Newswise — Giraffes have the highest blood pressure of all mammals — up to 300/200, more than double that of a typical human. But pregnant giraffes don’t suffer from pre-eclampsia, a dangerous disorder caused by hypertension.
The giraffe’s protection against pre-eclampsia is just one case in which females of numerous species have a resistance to maladies that affect women, including cardiovascular disease, cancer, infertility and more.
UC Santa Barbara associate professor of anthropology Amy Boddy and her colleagues want to understand how this happens. More broadly, they’re interested in the shared health vulnerabilities of female animals across species — mammalian, reptilian, avian, piscine — and how awareness of them can improve women’s health.
To that end, they’re proposing a global initiative that would focus on the health of female animals at a time when climate change is accelerating environmental degradation, which disproportionately affects women and girls.
As the paper notes), “The health of female mammals, birds, reptiles and fish living in and around human communities has become increasingly relevant to women’s health as anthropogenic changes blur the boundaries that once demarcated human versus animal environments. In the 21st century, all female animals — including every human female — have become canaries and the Earth, a shared, planetary coal mine.”
Led by Dr. B Natterson-Horowitz, a cardiologist and evolutionary biologist at UCLA and Harvard University, the initiative would bring together specialists from human medicine, veterinarians, wildlife biologists and more. It’s an ambitious project and still in its infancy, but necessary, Boddy said.
“There are many field ecologists and wildlife veterinarians that observe health problems/chronic diseases in the field populations and wildlife they study,” said Boddy, whose research focuses on evolutionary applications to human health and disease. “For example, I can only speak on my work, but we have been able to observe tumors in wildlife if they are external. For these cases we can do a better job of documenting them, but also the collection of more information, including pathology diagnosis. This obviously requires more resources, but I think it can be achievable. I think that’s just the first step, but we can be more creative.”
The relationship between animal and human health, especially zoonotic diseases that spread between species, has been the focus of significant research. Programs like the UC Davis One Health Initiative in the School of Veterinary Medicine take a multidisciplinary approach to address the health of people, animals and the environment.
It’s important work, Boddy said, but this new initiative aims to reach a broader audience. She notes that Natterson-Horowitz is a physician, “and one of our main target audiences is a call to other human health care professionals to consider how important animal and planetary health is to human patients. Secondly, we recognize that many One Health programs focus specifically on communicable diseases (e.g., zoonoses or infectious disease), while here we suggest a broadening of that net to include non-communicable diseases, such as cancer, in these programs. Thirdly, we would love to explore some of these ‘evolutionary solutions’ to some of the health conditions that impact women’s health — there is such diversity across the tree of life — we can be inspired by these novel solutions.”

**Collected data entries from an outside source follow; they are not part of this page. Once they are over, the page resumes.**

//! Remote artifact backends
//!
//! Each backend can list a model's files and fetch one file to a local
//! destination. The orchestrator iterates backends in a fixed priority
//! order: bucket store first, hub snapshot store second, mirror bucket last.

pub mod bucket;
pub mod hub;
pub mod mirror;

use crate::catalog::ModelDescriptor;
use crate::error::{VaultError, VaultResult};
use async_trait::async_trait;
use futures::StreamExt;
use std::path::{Path, PathBuf};
use std::sync::Arc;
use std::sync::atomic::{AtomicBool, Ordering};
use std::time::Duration;
use tokio::io::AsyncWriteExt;

pub use bucket::ObjectBucketBackend;
pub use hub::HubBackend;
pub use mirror::MirrorBackend;

/// One remote object a backend can serve for a model
#[derive(Debug, Clone)]
pub struct RemoteObject {
    /// Catalog file name; also the destination file name
    pub file_name: String,
    /// Backend-specific remote key
    pub key: String,
    pub size: Option<u64>,
    pub sha256: Option<String>,
}

/// Result of listing a model against one backend
#[derive(Debug, Clone)]
pub struct ModelListing {
    /// Version tag the backend reports for this model, if any
    pub version: Option<String>,
    /// Remote objects in catalog-declared file order
    pub files: Vec<RemoteObject>,
}

/// A single fetch attempt; exists only for the duration of one transfer
#[derive(Debug, Clone)]
pub struct DownloadTask {
    pub model: String,
    pub key: String,
    pub destination: PathBuf,
    pub expected_size: Option<u64>,
    pub expected_sha256: Option<String>,
}

/// Cooperative cancellation flag shared between the CLI and transfers
///
/// Checked at every chunk boundary, which bounds cancellation latency to one
/// chunk read.
#[derive(Debug, Default)]
pub struct CancelFlag(AtomicBool);

impl CancelFlag {
    pub fn cancel(&self) {
        self.0.store(true, Ordering::SeqCst);
    }

    pub fn is_cancelled(&self) -> bool {
        self.0.load(Ordering::SeqCst)
    }
}

/// Progress callback: (bytes downloaded, total bytes when known)
pub type ProgressFn<'a> = &'a (dyn Fn(u64, Option<u64>) + Send + Sync);

/// Capability interface over remote artifact sources
#[async_trait]
pub trait ArtifactBackend: Send + Sync {
    fn name(&self) -> &'static str;

    /// List the remote objects backing `model`, in catalog file order
    async fn list_files(&self, model: &ModelDescriptor) -> VaultResult<ModelListing>;

    /// Stream one file to its destination with coarse progress emission
    async fn fetch_file(
        &self,
        task: &DownloadTask,
        on_progress: ProgressFn<'_>,
        cancel: &CancelFlag,
    ) -> VaultResult<()>;
}

/// Assemble the backend priority list from process environment
///
/// Unconfigured variants are skipped; the hub variant only needs a staging
/// directory and is always present.
pub fn build_backends(
    staging_dir: &Path,
    request_timeout: Duration,
    stall_timeout: Duration,
) -> Vec<Arc<dyn ArtifactBackend>> {
    let mut backends: Vec<Arc<dyn ArtifactBackend>> = Vec::new();

    match ObjectBucketBackend::from_env(request_timeout, stall_timeout) {
        Ok(Some(bucket)) => backends.push(Arc::new(bucket)),
        Ok(None) => tracing::debug!("Bucket backend not configured"),
        Err(e) => tracing::warn!(error = %e, "Bucket backend misconfigured, skipping"),
    }

    match HubBackend::from_env(staging_dir) {
        Ok(hub) => backends.push(Arc::new(hub)),
        Err(e) => tracing::warn!(error = %e, "Hub backend unavailable, skipping"),
    }

    match MirrorBackend::from_env(request_timeout, stall_timeout) {
        Ok(Some(mirror)) => backends.push(Arc::new(mirror)),
        Ok(None) => tracing::debug!("Mirror backend not configured"),
        Err(e) => tracing::warn!(error = %e, "Mirror backend misconfigured, skipping"),
    }

    tracing::info!(
        backends = ?backends.iter().map(|b| b.name()).collect::<Vec<_>>(),
        "Backend priority order assembled"
    );

    backends
}

// ============================================================================
// Shared streaming machinery for the HTTP backends
// ============================================================================

/// Gate that turns a byte counter into coarse (>=10% delta) progress ticks
pub(crate) struct CoarseProgress {
    total: Option<u64>,
    last_emitted: i64,
}

impl CoarseProgress {
    pub(crate) fn new(total: Option<u64>) -> Self {
        Self {
            total,
            last_emitted: -10,
        }
    }

    /// Percentage to emit now, or `None` while inside the last 10% band
    pub(crate) fn update(&mut self, downloaded: u64) -> Option<u8> {
        let total = self.total?;
        if total == 0 {
            return None;
        }
        let pct = (downloaded.min(total) * 100 / total) as i64;
        if pct >= self.last_emitted + 10 || (pct == 100 && self.last_emitted != 100) {
            self.last_emitted = pct;
            Some(pct as u8)
        } else {
            None
        }
    }
}

/// Stream an HTTP response body to `task.destination`
///
/// Cancellation is checked and the stall timeout re-armed at every chunk.
pub(crate) async fn stream_to_file(
    backend: &'static str,
    response: reqwest::Response,
    task: &DownloadTask,
    on_progress: ProgressFn<'_>,
    cancel: &CancelFlag,
    stall_timeout: Duration,
) -> VaultResult<()> {
    let total = task.expected_size.or(response.content_length());
    let mut gate = CoarseProgress::new(total);

    if let Some(parent) = task.destination.parent()
        && !parent.exists()
    {
        tokio::fs::create_dir_all(parent).await?;
    }

    let mut file = tokio::fs::File::create(&task.destination).await?;
    let mut stream = response.bytes_stream();
    let mut downloaded = 0u64;

    on_progress(0, total);
    let _ = gate.update(0);

    loop {
        if cancel.is_cancelled() {
            return Err(VaultError::Cancelled);
        }

        let chunk = match tokio::time::timeout(stall_timeout, stream.next()).await {
            Ok(Some(Ok(chunk))) => chunk,
            Ok(Some(Err(e))) => {
                return Err(VaultError::TransferInterrupted {
                    key: task.key.clone(),
                    reason: format!("stream error from {}: {}", backend, e),
                });
            }
            Ok(None) => break,
            Err(_) => {
                return Err(VaultError::TransferInterrupted {
                    key: task.key.clone(),
                    reason: format!("stalled for {:?}", stall_timeout),
                });
            }
        };

        file.write_all(&chunk).await?;
        downloaded += chunk.len() as u64;

        if gate.update(downloaded).is_some() {
            on_progress(downloaded, total);
        }
    }

    file.sync_all().await?;
    if gate.update(downloaded).is_some() || total.is_none() {
        on_progress(downloaded, total);
    }
    Ok(())
}

/// Map a reqwest failure onto the engine taxonomy
pub(crate) fn classify_http_error(
    backend: &'static str,
    key: &str,
    error: reqwest::Error,
) -> VaultError {
    if error.is_timeout() {
        VaultError::TransferInterrupted {
            key: key.to_string(),
            reason: format!("request timeout against {}", backend),
        }
    } else if error.is_connect() || error.status().is_some() {
        VaultError::BackendUnavailable {
            backend: backend.to_string(),
            reason: error.to_string(),
        }
    } else {
        VaultError::TransferInterrupted {
            key: key.to_string(),
            reason: error.to_string(),
        }
    }
}
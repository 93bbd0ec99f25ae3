//! Age-based cache eviction
//!
//! Runs independently of the orchestrator: in-flight downloads have no
//! manifest entry until they succeed, so the janitor can never collide with
//! an active fetch.

use crate::error::VaultResult;
use crate::manifest::ManifestStore;
use chrono::Utc;
use std::path::PathBuf;
use std::sync::Arc;

/// Outcome of one cleanup pass
#[derive(Debug, Default, PartialEq, Eq)]
pub struct CleanupReport {
    pub removed: Vec<String>,
    pub retained: usize,
}

pub struct Janitor {
    manifest: Arc<ManifestStore>,
    cache_dir: PathBuf,
}

impl Janitor {
    pub fn new(manifest: Arc<ManifestStore>, cache_dir: PathBuf) -> Self {
        Self {
            manifest,
            cache_dir,
        }
    }

    /// Evict every manifest entry older than `max_age_days`, removing its
    /// on-disk data along with the entry
    pub async fn cleanup(&self, max_age_days: i64) -> VaultResult<CleanupReport> {
        let now = Utc::now();
        let mut report = CleanupReport::default();

        for entry in self.manifest.entries().await {
            let age_days = (now - entry.downloaded_at).num_days();
            if age_days <= max_age_days {
                report.retained += 1;
                continue;
            }

            let dir = self.cache_dir.join(entry.model.replace('/', "--"));
            if dir.exists() {
                if let Err(e) = tokio::fs::remove_dir_all(&dir).await {
                    tracing::warn!(
                        model = %entry.model,
                        dir = ?dir,
                        error = %e,
                        "Cleanup: failed to remove model directory, keeping manifest entry"
                    );
                    report.retained += 1;
                    continue;
                }
            }

            self.manifest.remove(&entry.model).await?;
            tracing::info!(
                model = %entry.model,
                age_days = age_days,
                cid = %entry.correlation_id,
                "Cleanup: evicted stale model"
            );
            report.removed.push(entry.model);
        }

        tracing::info!(
            removed = report.removed.len(),
            retained = report.retained,
            max_age_days = max_age_days,
            "Cleanup pass complete"
        );

        Ok(report)
    }
}
//! Model-hub snapshot store
//!
//! Fetches through the native hf-hub client into a staging cache, then
//! copies into the model's destination directory. An optional format filter
//! (extension allow-list) narrows which catalog files this variant will
//! serve; a model whose required files don't all pass the filter is refused
//! so the orchestrator falls through to the next backend.

use super::{ArtifactBackend, CancelFlag, DownloadTask, ModelListing, ProgressFn, RemoteObject};
use crate::catalog::ModelDescriptor;
use crate::error::{VaultError, VaultResult};
use async_trait::async_trait;
use hf_hub::api::tokio::{Api, ApiBuilder};
use std::path::Path;

const BACKEND_NAME: &str = "hub";

pub struct HubBackend {
    api: Api,
    /// Lowercase extension allow-list; `None` serves every file
    formats: Option<Vec<String>>,
    revision: String,
}

impl HubBackend {
    /// Build from `MODELVAULT_HUB_*` environment variables
    ///
    /// `HF_TOKEN` for gated models is honored by the hf-hub client itself.
    pub fn from_env(default_staging: &Path) -> VaultResult<Self> {
        let staging = std::env::var("MODELVAULT_HUB_CACHE")
            .map(std::path::PathBuf::from)
            .unwrap_or_else(|_| default_staging.to_path_buf());

        let formats = std::env::var("MODELVAULT_HUB_FORMATS").ok().map(|raw| {
            raw.split(',')
                .map(|s| s.trim().trim_start_matches('.').to_ascii_lowercase())
                .filter(|s| !s.is_empty())
                .collect()
        });

        let revision =
            std::env::var("MODELVAULT_HUB_REVISION").unwrap_or_else(|_| "main".to_string());

        Self::new(&staging, formats, revision)
    }

    pub fn new(
        staging_dir: &Path,
        formats: Option<Vec<String>>,
        revision: String,
    ) -> VaultResult<Self> {
        let api = ApiBuilder::new()
            .with_cache_dir(staging_dir.to_path_buf())
            .build()
            .map_err(|e| VaultError::BackendUnavailable {
                backend: BACKEND_NAME.to_string(),
                reason: format!("hub client build failed: {}", e),
            })?;

        Ok(Self {
            api,
            formats,
            revision,
        })
    }

    fn passes_filter(&self, file_name: &str) -> bool {
        let Some(formats) = &self.formats else {
            return true;
        };
        let extension = Path::new(file_name)
            .extension()
            .and_then(|e| e.to_str())
            .unwrap_or_default()
            .to_ascii_lowercase();
        formats.iter().any(|f| f == &extension)
    }
}

#[async_trait]
impl ArtifactBackend for HubBackend {
    fn name(&self) -> &'static str {
        BACKEND_NAME
    }

    async fn list_files(&self, model: &ModelDescriptor) -> VaultResult<ModelListing> {
        // The snapshot key space is the file name itself; a filtered-out
        // required file means this variant cannot produce a complete model.
        let excluded: Vec<_> = model
            .files
            .iter()
            .filter(|f| !self.passes_filter(f))
            .collect();
        if !excluded.is_empty() {
            return Err(VaultError::BackendUnavailable {
                backend: BACKEND_NAME.to_string(),
                reason: format!(
                    "format filter excludes {} required file(s) of '{}'",
                    excluded.len(),
                    model.name
                ),
            });
        }

        let files = model
            .files
            .iter()
            .map(|name| RemoteObject {
                file_name: name.clone(),
                key: name.clone(),
                size: None,
                sha256: None,
            })
            .collect();

        Ok(ModelListing {
            version: Some(self.revision.clone()),
            files,
        })
    }

    async fn fetch_file(
        &self,
        task: &DownloadTask,
        on_progress: ProgressFn<'_>,
        cancel: &CancelFlag,
    ) -> VaultResult<()> {
        if cancel.is_cancelled() {
            return Err(VaultError::Cancelled);
        }

        on_progress(0, task.expected_size);

        let repo = self.api.model(task.model.clone());
        let staged = repo
            .get(&task.key)
            .await
            .map_err(|e| VaultError::BackendUnavailable {
                backend: BACKEND_NAME.to_string(),
                reason: format!("hub fetch of '{}' failed: {}", task.key, e),
            })?;

        if cancel.is_cancelled() {
            return Err(VaultError::Cancelled);
        }

        if let Some(parent) = task.destination.parent()
            && !parent.exists()
        {
            tokio::fs::create_dir_all(parent).await?;
        }

        let copied = tokio::fs::copy(&staged, &task.destination).await?;
        on_progress(copied, Some(copied));

        tracing::debug!(
            model = %task.model,
            file = %task.key,
            bytes = copied,
            "Staged hub file copied to destination"
        );

        Ok(())
    }
}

But with climate change pushing all life on Earth to the brink, the time for creative and innovative work is now, Boddy said. Untold numbers of canaries died in British mines; we don’t have to sacrifice today’s sentinel species.
“As research has shown, climate change will have impacts on human and animal health,” she said. “I don't think that is much of a surprise to anyone, especially during our current pandemic. Here we suggest these impacts on human and animal health will disproportionately affect females. The fact that female health has historically been underfunded will exacerbate these issues further. Our worry is that we will recognize this impact too late, whereas these signals of disease will emerge in female populations (i.e., the canaries) before we act on it. It’s just another argument that we must be proactive to protect planetary health and biodiversity.”